-- Provided records follows --
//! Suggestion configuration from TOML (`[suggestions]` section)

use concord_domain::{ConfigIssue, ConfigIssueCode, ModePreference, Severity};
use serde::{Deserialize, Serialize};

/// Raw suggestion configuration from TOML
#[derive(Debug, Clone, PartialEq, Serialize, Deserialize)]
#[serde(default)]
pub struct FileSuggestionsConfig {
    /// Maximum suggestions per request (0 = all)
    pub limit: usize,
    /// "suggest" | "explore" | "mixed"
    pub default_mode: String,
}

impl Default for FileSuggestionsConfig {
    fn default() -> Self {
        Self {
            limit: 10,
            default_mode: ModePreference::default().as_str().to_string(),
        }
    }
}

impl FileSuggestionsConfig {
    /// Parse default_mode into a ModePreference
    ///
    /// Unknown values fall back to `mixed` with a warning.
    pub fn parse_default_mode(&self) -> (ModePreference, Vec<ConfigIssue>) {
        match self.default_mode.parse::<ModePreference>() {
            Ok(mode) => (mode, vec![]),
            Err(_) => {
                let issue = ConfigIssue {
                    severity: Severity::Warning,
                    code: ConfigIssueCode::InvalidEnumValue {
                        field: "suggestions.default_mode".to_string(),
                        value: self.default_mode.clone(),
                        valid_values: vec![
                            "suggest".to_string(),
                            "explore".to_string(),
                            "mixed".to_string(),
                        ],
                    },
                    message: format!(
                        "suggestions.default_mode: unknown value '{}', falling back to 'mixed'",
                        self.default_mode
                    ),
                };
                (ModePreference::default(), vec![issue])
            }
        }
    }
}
-- Provided records concluded --
Work order » Each record is to be repeated word for word, with none skipped.

Written response »
//! Suggestion configuration from TOML (`[suggestions]` section)

use concord_domain::{ConfigIssue, ConfigIssueCode, ModePreference, Severity};
use serde::{Deserialize, Serialize};

/// Raw suggestion configuration from TOML
#[derive(Debug, Clone, PartialEq, Serialize, Deserialize)]
#[serde(default)]
pub struct FileSuggestionsConfig {
    /// Maximum suggestions per request (0 = all)
    pub limit: usize,
    /// "suggest" | "explore" | "mixed"
    pub default_mode: String,
}

impl Default for FileSuggestionsConfig {
    fn default() -> Self {
        Self {
            limit: 10,
            default_mode: ModePreference::default().as_str().to_string(),
        }
    }
}

impl FileSuggestionsConfig {
    /// Parse default_mode into a ModePreference
    ///
    /// Unknown values fall back to `mixed` with a warning.
    pub fn parse_default_mode(&self) -> (ModePreference, Vec<ConfigIssue>) {
        match self.default_mode.parse::<ModePreference>() {
            Ok(mode) => (mode, vec![]),
            Err(_) => {
                let issue = ConfigIssue {
                    severity: Severity::Warning,
                    code: ConfigIssueCode::InvalidEnumValue {
                        field: "suggestions.default_mode".to_string(),
                        value: self.default_mode.clone(),
                        valid_values: vec![
                            "suggest".to_string(),
                            "explore".to_string(),
                            "mixed".to_string(),
                        ],
                    },
                    message: format!(
                        "suggestions.default_mode: unknown value '{}', falling back to 'mixed'",
                        self.default_mode
                    ),
                };
                (ModePreference::default(), vec![issue])
            }
        }
    }
}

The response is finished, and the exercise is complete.